With three hundred million people living with rare diseases worldwide, this latest article via Value in Health (ISPOR) provides an overview of global policies that optimize development, licensing, pricing, and reimbursement of orphan drugs.

The Orphan Drug Act, enacted by the US FDA in 1983, was the first legislation to regulate orphan drugs and offered financial and regulatory incentives to drug manufacturers. Since then, authorities worldwide have set up orphan drug legislation, including the European Union, Singapore, Japan, Australia, South Korea, and Taiwan. In recent years, increasing numbers of non-high-income countries have included orphan drug policy (ODP) development in their national health policy agenda. 

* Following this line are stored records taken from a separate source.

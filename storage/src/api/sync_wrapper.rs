// Copyright 2021 Toolchain Labs, Inc. All rights reserved.
// Licensed under the Apache License, Version 2.0 (see LICENSE).

use std::pin::Pin;
use std::task::{Context, Poll};

use futures::{Future, Stream};

/// SyncWrapper implements a "statically-checked mutex" prototyped in [this Rust blog
/// entry](https://internals.rust-lang.org/t/what-shall-sync-mean-across-an-await/12020/2).
///
/// It solves a mismatch between Tonic and async_trait where Tonic requires that `Stream`'s
/// are `Send + Sync` and `async_trait` produces `Future`s that are just `Send`. The issue
/// arises when trying to use a `Future` produced by `async_trait` in implementing a `Stream`
/// returned to Tonic. See [the Tonic issue on the Sync requirement](https://github.com/hyperium/tonic/issues/117)
/// for more information.
///
/// The solution is to wrap the `Send` `Stream` with this `SyncWrapper` which *statically*
/// guarantees that only a single thread can access its contents by virtue of the fact that
/// the only methods granting access require a &mut reference. Thus, it is safe for this
/// type to implement `Sync`.
#[repr(transparent)]
pub struct SyncWrapper<T: ?Sized>(T);

impl<T> SyncWrapper<T> {
    pub fn new(t: T) -> SyncWrapper<T> {
        SyncWrapper(t)
    }
    pub fn into_inner(self) -> T {
        self.0
    }
}

impl<T: ?Sized> SyncWrapper<T> {
    pub fn get_mut(&mut self) -> &mut T {
        &mut self.0
    }

    pub fn get(&self) -> &T {
        &self.0
    }

    pub fn get_mut_pin(self: Pin<&mut Self>) -> Pin<&mut T> {
        unsafe { self.map_unchecked_mut(|this| &mut this.0) }
    }
}

// SAFETY: An immutable reference to SyncWrapper<T> is worthless because there is no way to
// gain mutable access to its contents. Thus, it is safe to share such a reference between
// threads (which is the capability represented by `Sync`).
unsafe impl<T: ?Sized> Sync for SyncWrapper<T> {}

//
// Extension of the blog's solution to include Future and Stream implementations.
//
// SAFETY: The poll methods of `Future` and `Stream` require a &mut reference, and thus do not
// violate the single thread access requirement of `SyncWrapper`.
//

impl<F: Future> Future for SyncWrapper<F> {
    type Output = F::Output;

    fn poll(self: Pin<&mut Self>, cx: &mut Context<'_>) -> Poll<Self::Output> {
        self.get_mut_pin().poll(cx)
    }
}

impl<S: Stream> Stream for SyncWrapper<S> {
    type Item = S::Item;

    fn poll_next(self: Pin<&mut Self>, cx: &mut Context<'_>) -> Poll<Option<Self::Item>> {
        self.get_mut_pin().poll_next(cx)
    }

    fn size_hint(&self) -> (usize, Option<usize>) {
        self.get().size_hint()
    }
}
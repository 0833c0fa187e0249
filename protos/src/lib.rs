// Copyright 2020 Toolchain Labs, Inc. All rights reserved.
// Licensed under the Apache License, Version 2.0 (see LICENSE).

#![deny(warnings)]
#![allow(clippy::derive_partial_eq_without_eq)]
#![allow(clippy::doc_lazy_continuation)]

// NOTE: Prost automatically relies on the existence of this nested module structure because
// it uses multiple `super` references (e.g., `super::super::super::Foo`) to traverse out of
// a module to refer to protos in other modules.

pub mod google {
    pub mod bytestream {
        include!(concat!(env!("OUT_DIR"), "/google.bytestream.rs"));
    }
    pub mod devtools {
        pub mod remoteworkers {
            pub mod v1test2 {
                include!(concat!(
                    env!("OUT_DIR"),
                    "/google.devtools.remoteworkers.v1test2.rs"
                ));
            }
        }
    }
    pub mod longrunning {
        include!(concat!(env!("OUT_DIR"), "/google.longrunning.rs"));
    }
    pub mod rpc {
        include!(concat!(env!("OUT_DIR"), "/google.rpc.rs"));
    }
}

pub mod build {
    pub mod bazel {
        pub mod remote {
            pub mod execution {
                pub mod v2 {
                    include!(concat!(
                        env!("OUT_DIR"),
                        "/build.bazel.remote.execution.v2.rs"
                    ));
                }
            }
        }
        pub mod semver {
            include!(concat!(env!("OUT_DIR"), "/build.bazel.semver.rs"));
        }
    }
}

#[cfg(test)]
mod tests;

Legislation and policies related to access and regulation of orphan drugs were examined from 194 World Health Organization member countries plus six areas. Ninety-two countries/areas were identified as having an ODP. In particular, the world’s top 2 populous countries, China and India, recently adopted orphan drug policies. 

While observing the global growth of ODP establishment, the researchers conclude drug authorities should be prepared to develop or refine current policies to optimize patient access to orphan drugs. In particular, policy improvements in the areas of price regulation and market incentives to ensure affordability for payers with sufficient returns for manufacturers.